Nelle città italiane si sprecano più di 200 ore all’anno imbottigliati nel traffico. La soluzione potrebbero essere i piccoli mezzi elettrici, ma serve una normativa stradale chiara e condivisa.

Le grandi città italiane fra le più trafficate del mondo

Secondo il rapporto Global Traffic Scorecard di INRIX (2018), le città italiane sono fra quelle in cui si spendono più ore imbottigliati nel traffico, con una velocità media nelle ore di punta di appena 8 mph (12 km/h). Roma è addirittura la 2° città al mondo, con 254 ore passate nel traffico per cittadino. Milano è al 7° posto, con 226 ore. Nella black-list anche altre importanti città italiane come Firenze, Napoli e Torino.

Un problema che, come dimostrano i trend di mercato, ha spinto gli abitanti dei centri urbani verso soluzioni di trasporto più efficienti, come l’acquisto di mezzi sostitutivi (in particolare di monopattini elettrici). Più veloci dei mezzi pubblici di superficie che devono adeguarsi alla viabilità stradale, e più sostenibili sia a livello ambientale sia economico.

Smog, pochi giorni di limitazioni e buon clima sufficienti per rientrare nei limiti

Nel frattempo, grazie anche al clima più favorevole al ricircolo dell’aria, dal 21 gennaio a Milano sono stati revocati i divieti e le limitazioni anti-smog di 1° e di 2° livello nei comuni con più di 30.000 abitanti (escluse Monza e Brianza) e in quelli aderenti su base volontaria nelle province di Cremona, Pavia, Lodi e Mantova (fonte: Regione Lombardia).

Anche a Roma il livello di polveri sottili è tornato nei limiti. Tutte le centraline monitorate da Arpa nella “domenica ecologica” del 19 gennaio hanno evidenziato livelli sotto la soglia massima. La settimana precedente il Campidoglio aveva ordinato lo stop a tutti i Diesel per 4 giorni consecutivi.

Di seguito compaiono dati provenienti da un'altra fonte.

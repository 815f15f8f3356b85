//! A damped spring filter for smoothing continuous motion targets.
//!
//! Pointer-tracked values (head tilt, pupil offsets) must not snap to their
//! targets; they chase them with a critically-damped-like response. The
//! filter is a plain numeric utility with no framework ties: feed it a
//! target, tick it with wall-clock dt, read the smoothed value.

/// Spring tuning shared by every smoothed channel.
#[derive(Debug, Clone, Copy, PartialEq)]
pub struct SpringConfig {
    pub stiffness: f32,
    pub damping: f32,
    pub mass: f32,
}

impl SpringConfig {
    /// The damping coefficient at which a spring of this stiffness and mass
    /// neither oscillates nor crawls.
    pub fn critical_damping(stiffness: f32, mass: f32) -> f32 {
        2.0 * (stiffness.max(f32::EPSILON) * mass.max(f32::EPSILON)).sqrt()
    }

    /// A critically damped configuration for the given stiffness and mass.
    pub fn critical(stiffness: f32, mass: f32) -> Self {
        Self {
            stiffness,
            damping: Self::critical_damping(stiffness, mass),
            mass,
        }
    }
}

impl Default for SpringConfig {
    fn default() -> Self {
        Self {
            stiffness: crate::constants::SPRING_STIFFNESS,
            damping: crate::constants::SPRING_DAMPING,
            mass: crate::constants::SPRING_MASS,
        }
    }
}

/// A single smoothed scalar channel.
#[derive(Debug, Clone, Copy)]
pub struct Spring {
    value: f32,
    target: f32,
    velocity: f32,
    config: SpringConfig,
}

impl Spring {
    pub fn new(initial: f32, config: SpringConfig) -> Self {
        Self {
            value: initial,
            target: initial,
            velocity: 0.0,
            config,
        }
    }

    pub fn set_target(&mut self, target: f32) {
        self.target = target;
    }

    pub fn value(&self) -> f32 {
        self.value
    }

    /// Snaps the channel to a value, killing any in-flight velocity.
    pub fn reset(&mut self, value: f32) {
        self.value = value;
        self.target = value;
        self.velocity = 0.0;
    }

    /// Advances the simulation by `dt` seconds and returns the new value.
    ///
    /// Semi-implicit Euler; stable for the step sizes a UI loop produces.
    /// Large steps are subdivided so a stalled host clock cannot fling the
    /// spring past its target.
    pub fn tick(&mut self, dt: f32) -> f32 {
        const MAX_STEP: f32 = 1.0 / 60.0;

        let mut remaining = dt.max(0.0);
        while remaining > 0.0 {
            let step = remaining.min(MAX_STEP);
            let acceleration = (self.config.stiffness * (self.target - self.value)
                - self.config.damping * self.velocity)
                / self.config.mass.max(f32::EPSILON);
            self.velocity += acceleration * step;
            self.value += self.velocity * step;
            remaining -= step;
        }

        self.value
    }
}

/// A pair of springs tracking a 2D target.
#[derive(Debug, Clone, Copy)]
pub struct Spring2 {
    pub x: Spring,
    pub y: Spring,
}

impl Spring2 {
    pub fn new(config: SpringConfig) -> Self {
        Self {
            x: Spring::new(0.0, config),
            y: Spring::new(0.0, config),
        }
    }

    pub fn set_target(&mut self, x: f32, y: f32) {
        self.x.set_target(x);
        self.y.set_target(y);
    }

    pub fn tick(&mut self, dt: f32) -> (f32, f32) {
        (self.x.tick(dt), self.y.tick(dt))
    }

    pub fn value(&self) -> (f32, f32) {
        (self.x.value(), self.y.value())
    }
}

#[cfg(test)]
mod tests {
    use super::*;

    fn settle(spring: &mut Spring, seconds: f32) {
        let steps = (seconds * 240.0) as usize;
        for _ in 0..steps {
            spring.tick(1.0 / 240.0);
        }
    }

    #[test]
    fn test_converges_to_target() {
        let mut spring = Spring::new(0.0, SpringConfig::default());
        spring.set_target(1.0);
        settle(&mut spring, 3.0);
        assert!((spring.value() - 1.0).abs() < 1e-3);
    }

    #[test]
    fn test_critical_damping_does_not_overshoot() {
        let config = SpringConfig::critical(100.0, 0.5);
        let mut spring = Spring::new(0.0, config);
        spring.set_target(1.0);

        let mut max_seen = 0.0f32;
        for _ in 0..2000 {
            max_seen = max_seen.max(spring.tick(1.0 / 240.0));
        }
        assert!(max_seen <= 1.0 + 1e-4, "overshot to {max_seen}");
    }

    #[test]
    fn test_step_response_is_monotone_under_critical_damping() {
        let config = SpringConfig::critical(100.0, 0.5);
        let mut spring = Spring::new(0.0, config);
        spring.set_target(1.0);

        let mut last = 0.0f32;
        for _ in 0..1000 {
            let value = spring.tick(1.0 / 240.0);
            assert!(value >= last - 1e-5);
            last = value;
        }
    }

    #[test]
    fn test_large_dt_is_subdivided() {
        let mut spring = Spring::new(0.0, SpringConfig::default());
        spring.set_target(1.0);
        // One giant step must not fling the value past any sane bound
        let value = spring.tick(10.0);
        assert!((value - 1.0).abs() < 1e-3);
    }

    #[test]
    fn test_reset_kills_velocity() {
        let mut spring = Spring::new(0.0, SpringConfig::default());
        spring.set_target(1.0);
        spring.tick(0.1);
        spring.reset(0.5);
        assert_eq!(spring.value(), 0.5);
        // With target == value and zero velocity, the spring stays put
        assert!((spring.tick(0.1) - 0.5).abs() < 1e-6);
    }
}
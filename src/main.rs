//! Headless demo driver for the mascot engine.
//!
//! Replays a scripted input tape (pointer sweeps, a shake, clicks, messages,
//! a scroll fling, a long idle stretch) at 60 Hz and logs what the engine
//! resolves, so the behavior can be observed without a renderer.

use std::time::{Duration, Instant};

use anyhow::Result;
use tracing::{debug, event, info};
use tracing_error::ErrorLayer;
use tracing_subscriber::layer::SubscriberExt;
use tracing_subscriber::EnvFilter;

use aura::constants::LOOP_TIME;
use aura::formatter::{self, TickFormatter};
use aura::rig::{MascotRig, RigConfig};
use aura::scene::Scene;

/// How long the scripted tape runs before the demo exits.
const DEMO_LENGTH: Duration = Duration::from_secs(24);

fn main() -> Result<()> {
    let subscriber = tracing_subscriber::fmt()
        .event_format(TickFormatter)
        .with_env_filter(EnvFilter::try_from_default_env().unwrap_or_else(|_| EnvFilter::new("debug")))
        .finish()
        .with(ErrorLayer::default());
    tracing::subscriber::set_global_default(subscriber)?;

    let mut rig = MascotRig::new(RigConfig::default())?;
    rig.show_message("Hi! I am Aura.");

    event!(
        tracing::Level::INFO,
        "Starting demo loop ({:.3}ms)",
        LOOP_TIME.as_secs_f32() * 1000.0
    );

    let started = Instant::now();
    let mut last_tick = Instant::now();
    let mut previous = 0.0f32;
    let mut tick_no = 0u32;

    while started.elapsed() < DEMO_LENGTH {
        let start = Instant::now();

        let dt = last_tick.elapsed().as_secs_f32();
        last_tick = Instant::now();

        let now = started.elapsed().as_secs_f32();
        drive(&mut rig, previous, now);
        previous = now;

        rig.tick(dt);
        formatter::increment_tick();
        tick_no += 1;

        // One status line per second of demo time
        if tick_no % 60 == 0 {
            let frame = rig.frame();
            info!(
                mood = ?frame.mood,
                scene = %frame.scene,
                bubble = frame.bubble.as_deref().unwrap_or("-"),
                offset_y = format!("{:.1}", frame.pose.offset.y).as_str(),
                "Status"
            );
        }

        if tick_no % 600 == 0 {
            for (name, mean, worst) in rig.timing_summary() {
                debug!(system = name, ?mean, ?worst, "System timing");
            }
        }

        if start.elapsed() < LOOP_TIME {
            let time = LOOP_TIME.saturating_sub(start.elapsed());
            if time != Duration::ZERO {
                spin_sleep::sleep(time);
            }
        } else {
            event!(
                tracing::Level::WARN,
                "Demo loop behind schedule by: {:?}",
                start.elapsed() - LOOP_TIME
            );
        }
    }

    info!("Demo tape finished. Exiting...");
    Ok(())
}

/// Fires tape entries that fall between the previous and current demo time.
fn drive(rig: &mut MascotRig, previous: f32, now: f32) {
    let crossed = |mark: f32| previous < mark && now >= mark;

    // Gentle pointer orbit; the eyes and head should track it smoothly
    if now < 4.0 {
        let angle = now * std::f32::consts::TAU / 4.0;
        rig.pointer_moved(960.0 + angle.cos() * 300.0, 540.0 + angle.sin() * 200.0);
    }

    // A burst of clicks; expect random one-shot actions, possibly overlapping
    for mark in [4.5, 4.7, 4.9] {
        if crossed(mark) {
            rig.clicked();
        }
    }

    // Violent horizontal shake, fast enough to trigger a dizzy spell
    if (6.0..6.3).contains(&now) {
        let side = if (now * 30.0) as u32 % 2 == 0 { 200.0 } else { 1700.0 };
        rig.pointer_moved(side, 540.0);
    }

    if crossed(8.5) {
        rig.set_scene(Scene::Eco);
        rig.show_message("Here's what drives my engineering.");
    }

    // Page flung downward; the scroll tracker should flag the scared mood
    if (10.0..10.8).contains(&now) {
        rig.scrolled(now * 2000.0);
    }

    // Nothing from 10.8s on: the idle timer should put the mascot to sleep
    // once the bubble has expired

    if crossed(20.0) {
        rig.set_scene(Scene::Mail);
        rig.show_message("Ready to build something together?");
    }
}
use std::collections::VecDeque;
use std::time::Duration;

use bevy_ecs::prelude::Resource;
use bevy_ecs::system::{IntoSystem, System};
use micromap::Map;
use parking_lot::Mutex;
use smallvec::SmallVec;

/// Samples kept per system; one second of history at the nominal tick rate.
const TIMING_WINDOW_SIZE: usize = 60;
/// Upper bound on distinct profiled systems in the schedule.
const MAX_TRACKED: usize = 10;

/// Sliding-window wall-clock timings for each profiled system.
#[derive(Resource, Default, Debug)]
pub struct SystemTimings {
    timings: Mutex<Map<&'static str, VecDeque<Duration>, MAX_TRACKED>>,
}

impl SystemTimings {
    pub fn add_timing(&self, name: &'static str, duration: Duration) {
        let mut timings = self.timings.lock();
        let queue = timings.entry(name).or_insert_with(VecDeque::new);

        queue.push_back(duration);
        if queue.len() > TIMING_WINDOW_SIZE {
            queue.pop_front();
        }
    }

    /// Mean and worst duration per system over the current window.
    pub fn summary(&self) -> SmallVec<[(&'static str, Duration, Duration); MAX_TRACKED]> {
        let timings = self.timings.lock();
        let mut rows: SmallVec<[(&'static str, Duration, Duration); MAX_TRACKED]> = SmallVec::new();

        for (name, queue) in timings.iter() {
            if queue.is_empty() {
                continue;
            }

            let total: Duration = queue.iter().sum();
            let mean = total / queue.len() as u32;
            let worst = queue.iter().max().copied().unwrap_or(Duration::ZERO);
            rows.push((*name, mean, worst));
        }

        rows.sort_by(|a, b| b.1.cmp(&a.1));
        rows
    }
}

/// Wraps a system so its wall-clock duration lands in [`SystemTimings`].
pub fn profile<S, M>(name: &'static str, system: S) -> impl FnMut(&mut bevy_ecs::world::World)
where
    S: IntoSystem<(), (), M> + 'static,
{
    let mut system: S::System = IntoSystem::into_system(system);
    let mut is_initialized = false;
    move |world: &mut bevy_ecs::world::World| {
        if !is_initialized {
            system.initialize(world);
            is_initialized = true;
        }

        let start = std::time::Instant::now();
        system.run((), world);
        let duration = start.elapsed();

        if let Some(timings) = world.get_resource::<SystemTimings>() {
            timings.add_timing(name, duration);
        }
    }
}
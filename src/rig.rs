//! The rig facade owning the mascot's world and schedule.
//!
//! The host environment talks to the engine exclusively through
//! [`MascotRig`]: feed it events, tick it with wall-clock time, read the
//! resolved frame. Every timer lives inside the rig's world, so dropping
//! the rig tears everything down at once — nothing can fire afterwards.

use bevy_ecs::event::{EventRegistry, Events};
use bevy_ecs::resource::Resource;
use bevy_ecs::schedule::{IntoScheduleConfigs, Schedule};
use bevy_ecs::world::World;
use glam::Vec2;
use rand::rngs::SmallRng;
use rand::SeedableRng;
use tracing::warn;

use crate::constants::{
    BLINK_INTERVAL_MAX, BLINK_INTERVAL_MIN, BUBBLE_WINDOW, DIZZY_DURATION, DIZZY_VELOCITY_THRESHOLD, IDLE_SLEEP_DELAY,
    SCROLL_CALM_DELAY, SCROLL_FAST_THRESHOLD,
};
use crate::error::{ConfigError, RigResult};
use crate::events::{HostCommand, HostEvent};
use crate::scene::Scene;
use crate::spring::SpringConfig;
use crate::systems::profiling::{profile, SystemTimings};
use crate::systems::{
    blink, blink_system, bubble_system, expire_actions_system, idle_system, interaction_system, mood_system,
    pose_system, signal_system, ActiveScene, Activity, AnimationClock, Blink, Bubble, DeltaTime, DizzyWindow, Entropy,
    FrameSnapshot, Hover, IdleTimer, MascotFrame, Mood, PointerSignal, Pose, PoseSprings, ScrollSignal,
};

/// Every tunable the engine consumes, validated at rig construction.
#[derive(Resource, Debug, Clone, Copy)]
pub struct RigConfig {
    /// Host viewport size in client pixels, used to normalize pointer
    /// coordinates.
    pub viewport: Vec2,
    /// Quiet seconds before the mascot falls asleep.
    pub idle_delay: f32,
    /// Seconds a speech bubble stays up without a superseding message.
    pub bubble_window: f32,
    /// Normalized horizontal pointer velocity that triggers a dizzy spell.
    pub dizzy_threshold: f32,
    /// Length of a dizzy spell, in seconds.
    pub dizzy_duration: f32,
    /// Scroll velocity that scares the mascot, in offset units/sec.
    pub scroll_fast_threshold: f32,
    /// Seconds the scared flag holds after scrolling calms down.
    pub scroll_calm_delay: f32,
    /// Bounds of the random delay between blinks, in seconds.
    pub blink_interval_min: f32,
    pub blink_interval_max: f32,
    pub spring: SpringConfig,
    /// Pin the random source for deterministic action selection and blink
    /// cadence. `None` seeds from OS entropy.
    pub seed: Option<u64>,
}

impl Default for RigConfig {
    fn default() -> Self {
        Self {
            viewport: Vec2::new(1920.0, 1080.0),
            idle_delay: IDLE_SLEEP_DELAY,
            bubble_window: BUBBLE_WINDOW,
            dizzy_threshold: DIZZY_VELOCITY_THRESHOLD,
            dizzy_duration: DIZZY_DURATION,
            scroll_fast_threshold: SCROLL_FAST_THRESHOLD,
            scroll_calm_delay: SCROLL_CALM_DELAY,
            blink_interval_min: BLINK_INTERVAL_MIN,
            blink_interval_max: BLINK_INTERVAL_MAX,
            spring: SpringConfig::default(),
            seed: None,
        }
    }
}

impl RigConfig {
    fn validate(&self) -> Result<(), ConfigError> {
        fn positive(field: &'static str, value: f32) -> Result<(), ConfigError> {
            if !value.is_finite() {
                return Err(ConfigError::NonFinite { field, value });
            }
            if value <= 0.0 {
                return Err(ConfigError::NonPositive { field, value });
            }
            Ok(())
        }

        positive("idle_delay", self.idle_delay)?;
        positive("bubble_window", self.bubble_window)?;
        positive("dizzy_threshold", self.dizzy_threshold)?;
        positive("dizzy_duration", self.dizzy_duration)?;
        positive("scroll_fast_threshold", self.scroll_fast_threshold)?;
        positive("scroll_calm_delay", self.scroll_calm_delay)?;
        positive("blink_interval_min", self.blink_interval_min)?;
        positive("blink_interval_max", self.blink_interval_max)?;
        positive("spring.stiffness", self.spring.stiffness)?;
        positive("spring.damping", self.spring.damping)?;
        positive("spring.mass", self.spring.mass)?;

        if self.blink_interval_min >= self.blink_interval_max {
            return Err(ConfigError::InvertedBlinkInterval {
                min: self.blink_interval_min,
                max: self.blink_interval_max,
            });
        }

        if !(self.viewport.x > 0.0 && self.viewport.y > 0.0)
            || !self.viewport.x.is_finite()
            || !self.viewport.y.is_finite()
        {
            return Err(ConfigError::EmptyViewport {
                width: self.viewport.x,
                height: self.viewport.y,
            });
        }

        Ok(())
    }
}

/// The mascot engine: a headless world plus the chained behavior schedule.
pub struct MascotRig {
    world: World,
    schedule: Schedule,
}

impl MascotRig {
    pub fn new(config: RigConfig) -> RigResult<Self> {
        config.validate()?;

        let mut world = World::default();
        let mut schedule = Schedule::default();

        EventRegistry::register_event::<HostEvent>(&mut world);

        let rng = match config.seed {
            Some(seed) => SmallRng::seed_from_u64(seed),
            None => SmallRng::from_os_rng(),
        };
        let mut entropy = Entropy(rng);
        let first_blink = blink::roll_interval(&config, &mut entropy);

        world.insert_resource(IdleTimer::new(config.idle_delay));
        world.insert_resource(Blink::new(first_blink));
        world.insert_resource(PoseSprings::new(config.spring));
        world.insert_resource(config);
        world.insert_resource(entropy);
        world.insert_resource(DeltaTime::from_ticks(0));
        world.insert_resource(Activity::default());
        world.insert_resource(PointerSignal::default());
        world.insert_resource(ScrollSignal::default());
        world.insert_resource(DizzyWindow::default());
        world.insert_resource(Mood::default());
        world.insert_resource(Bubble::default());
        world.insert_resource(Hover::default());
        world.insert_resource(ActiveScene::default());
        world.insert_resource(AnimationClock::default());
        world.insert_resource(Pose::default());
        world.insert_resource(FrameSnapshot::default());
        world.insert_resource(SystemTimings::default());

        // Priority resolution happens in this exact order every tick; the
        // pose composer always reads a fresh evaluation
        schedule.add_systems(
            (
                profile("signal", signal_system),
                profile("bubble", bubble_system),
                profile("idle", idle_system),
                profile("blink", blink_system),
                profile("mood", mood_system),
                profile("interaction", interaction_system),
                profile("expire_actions", expire_actions_system),
                profile("pose", pose_system),
            )
                .chain(),
        );

        Ok(Self { world, schedule })
    }

    fn send(&mut self, command: HostCommand) {
        let _ = self.world.send_event(HostEvent::from(command));
    }

    /// Pointer moved, in client (viewport pixel) coordinates.
    pub fn pointer_moved(&mut self, x: f32, y: f32) {
        self.send(HostCommand::PointerMove(Vec2::new(x, y)));
    }

    /// The page scrolled to this absolute offset.
    pub fn scrolled(&mut self, offset: f32) {
        self.send(HostCommand::Scroll(offset));
    }

    /// The mascot's hit region was clicked.
    pub fn clicked(&mut self) {
        self.send(HostCommand::Click);
    }

    /// Shows a speech bubble; an empty string clears it.
    pub fn show_message(&mut self, text: impl Into<String>) {
        self.send(HostCommand::ShowMessage(text.into()));
    }

    pub fn set_scene(&mut self, scene: Scene) {
        self.send(HostCommand::SceneChange(scene));
    }

    /// Convenience for hosts passing raw tags; unknown tags fall back to the
    /// default scene.
    pub fn set_scene_tag(&mut self, tag: &str) {
        self.set_scene(Scene::parse_or_default(tag));
    }

    /// Host-computed fast-scroll flag. Overrides the internal scroll
    /// velocity tracking while asserted.
    pub fn set_scrolling_fast(&mut self, fast: bool) {
        self.world.resource_mut::<ScrollSignal>().host_fast = fast;
    }

    pub fn set_hovering(&mut self, hovering: bool) {
        self.world.resource_mut::<Hover>().0 = hovering;
    }

    pub fn set_viewport(&mut self, width: f32, height: f32) {
        if !(width > 0.0 && height > 0.0) || !width.is_finite() || !height.is_finite() {
            warn!(width, height, "Ignoring invalid viewport");
            return;
        }
        self.world.resource_mut::<RigConfig>().viewport = Vec2::new(width, height);
    }

    /// Advances the engine by `dt` seconds of wall-clock time.
    ///
    /// A non-finite or negative delta is rejected; a broken host clock must
    /// not corrupt the timers.
    pub fn tick(&mut self, dt: f32) {
        if !dt.is_finite() || dt < 0.0 {
            warn!(dt, "Ignoring tick with invalid delta");
            return;
        }

        self.world.insert_resource(DeltaTime::from_seconds(dt));
        self.schedule.run(&mut self.world);
        self.world.resource_mut::<Events<HostEvent>>().update();
    }

    /// The frame produced by the most recent tick.
    pub fn frame(&self) -> MascotFrame {
        self.world.resource::<FrameSnapshot>().0.clone()
    }

    /// The active mood after the most recent tick.
    pub fn mood(&self) -> Mood {
        *self.world.resource::<Mood>()
    }

    /// The resolved pose after the most recent tick.
    pub fn pose(&self) -> Pose {
        *self.world.resource::<Pose>()
    }

    /// Per-system timing summary over the last window: (name, mean, worst).
    pub fn timing_summary(&self) -> smallvec::SmallVec<[(&'static str, std::time::Duration, std::time::Duration); 10]> {
        self.world.resource::<SystemTimings>().summary()
    }
}
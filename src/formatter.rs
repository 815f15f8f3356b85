//! Custom tracing formatter with tick counter integration
//!
//! Log lines are correlated with engine ticks, which matters more than
//! sub-millisecond timestamps when replaying a behavioral bug.

use std::fmt;
use std::fmt::Write as _;
use std::sync::atomic::{AtomicU64, Ordering};

use time::macros::format_description;
use time::{format_description::FormatItem, OffsetDateTime};
use tracing::{Event, Level, Subscriber};
use tracing_subscriber::fmt::format::Writer;
use tracing_subscriber::fmt::{FmtContext, FormatEvent, FormatFields};
use tracing_subscriber::registry::LookupSpan;

/// Global atomic counter for tracking engine ticks
static TICK_COUNTER: AtomicU64 = AtomicU64::new(0);

/// Maximum value for tick counter display (16-bit hex)
const TICK_DISPLAY_MASK: u64 = 0xFFFF;

/// Cached format description for timestamps
const TIMESTAMP_FORMAT: &[FormatItem<'static>] = format_description!("[hour]:[minute]:[second].[subsecond digits:3]");

/// A formatter that prefixes every event with a timestamp and the engine
/// tick counter in hexadecimal.
pub struct TickFormatter;

impl<S, N> FormatEvent<S, N> for TickFormatter
where
    S: Subscriber + for<'a> LookupSpan<'a>,
    N: for<'a> FormatFields<'a> + 'static,
{
    fn format_event(&self, ctx: &FmtContext<'_, S, N>, mut writer: Writer<'_>, event: &Event<'_>) -> fmt::Result {
        let meta = event.metadata();

        // Timestamp (dimmed when ANSI)
        let now = OffsetDateTime::now_utc();
        let formatted_time = now.format(&TIMESTAMP_FORMAT).map_err(|error| {
            eprintln!("Failed to format timestamp: {error}");
            fmt::Error
        })?;
        write_dimmed(&mut writer, formatted_time)?;
        writer.write_char(' ')?;

        // Tick counter, dim when ANSI
        let tick_count = tick_count() & TICK_DISPLAY_MASK;
        if writer.has_ansi_escapes() {
            write!(writer, "\x1b[2m0x{tick_count:04X}\x1b[0m ")?;
        } else {
            write!(writer, "0x{tick_count:04X} ")?;
        }

        // Colored 5-char level like the Full formatter
        write_colored_level(&mut writer, meta.level())?;
        writer.write_char(' ')?;

        // Target (dimmed), then the event fields
        if writer.has_ansi_escapes() {
            write!(writer, "\x1b[2m{}:\x1b[0m ", meta.target())?;
        } else {
            write!(writer, "{}: ", meta.target())?;
        }

        ctx.format_fields(writer.by_ref(), event)?;

        writeln!(writer)
    }
}

/// Write the verbosity level with the same coloring/alignment as the Full formatter.
fn write_colored_level(writer: &mut Writer<'_>, level: &Level) -> fmt::Result {
    if writer.has_ansi_escapes() {
        // Basic ANSI color sequences; reset with \x1b[0m
        let (color, text) = match *level {
            Level::TRACE => ("\x1b[35m", "TRACE"), // purple
            Level::DEBUG => ("\x1b[34m", "DEBUG"), // blue
            Level::INFO => ("\x1b[32m", " INFO"),  // green, note leading space
            Level::WARN => ("\x1b[33m", " WARN"),  // yellow, note leading space
            Level::ERROR => ("\x1b[31m", "ERROR"), // red
        };
        write!(writer, "{color}{text}\x1b[0m")
    } else {
        match *level {
            Level::TRACE => write!(writer, "{:>5}", "TRACE"),
            Level::DEBUG => write!(writer, "{:>5}", "DEBUG"),
            Level::INFO => write!(writer, "{:>5}", " INFO"),
            Level::WARN => write!(writer, "{:>5}", " WARN"),
            Level::ERROR => write!(writer, "{:>5}", "ERROR"),
        }
    }
}

fn write_dimmed(writer: &mut Writer<'_>, s: impl fmt::Display) -> fmt::Result {
    if writer.has_ansi_escapes() {
        write!(writer, "\x1b[2m{s}\x1b[0m")
    } else {
        write!(writer, "{s}")
    }
}

/// Increment the global tick counter by 1
///
/// This should be called once per tick from the driving loop
pub fn increment_tick() {
    TICK_COUNTER.fetch_add(1, Ordering::Relaxed);
}

/// Get the current tick count
pub fn tick_count() -> u64 {
    TICK_COUNTER.load(Ordering::Relaxed)
}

Se sono sufficienti pochi giorni con meno auto inquinanti in circolazione per ottenere dei risultati, per migliorare la qualità dell’aria e la situazione del traffico basterebbe rinunciare più spesso all’uso della macchina. E le alternative all’automobile, almeno per i brevi tragitti casa-lavoro, ci sarebbero.

Soluzione: il monopattino elettrico? Serve un’integrazione del Codice Stradale

Per quanto riguarda la normativa, non ci sono ancora disposizioni definitive.

Meno di un mese dopo la Legge che equiparava i monopattini elettrici alle biciclette, è arrivato un emendamento al decreto Milleproroghe, che limita nuovamente la circolazione dei monopattini. La nuova legge prevede che i veicoli debbano avere un motore elettrico con potenza non superiore ai 500 watt e velocità massima di 25 Km/h.  

Per quanto riguarda la circolazione su strada, i monopattini potranno correre solamente sulle piste ciclabili, nelle aree pedonali (limite di 6 Km/h) e nelle zone 30.

In questa fase di assestamento, i cittadini rischiano di investire in un mezzo inutilizzabile o di incappare in pesanti sanzioni. Forse, ora che il Green New Deal (il patto europeo che prevede di azzerare le emissioni di Co2 entro il 2050) è in fase di attuazione, il Mit riuscirà finalmente a definire delle leggi che promuovano l’utilizzo dei piccoli mezzi elettrici, tutelando al contempo la sicurezza su strada.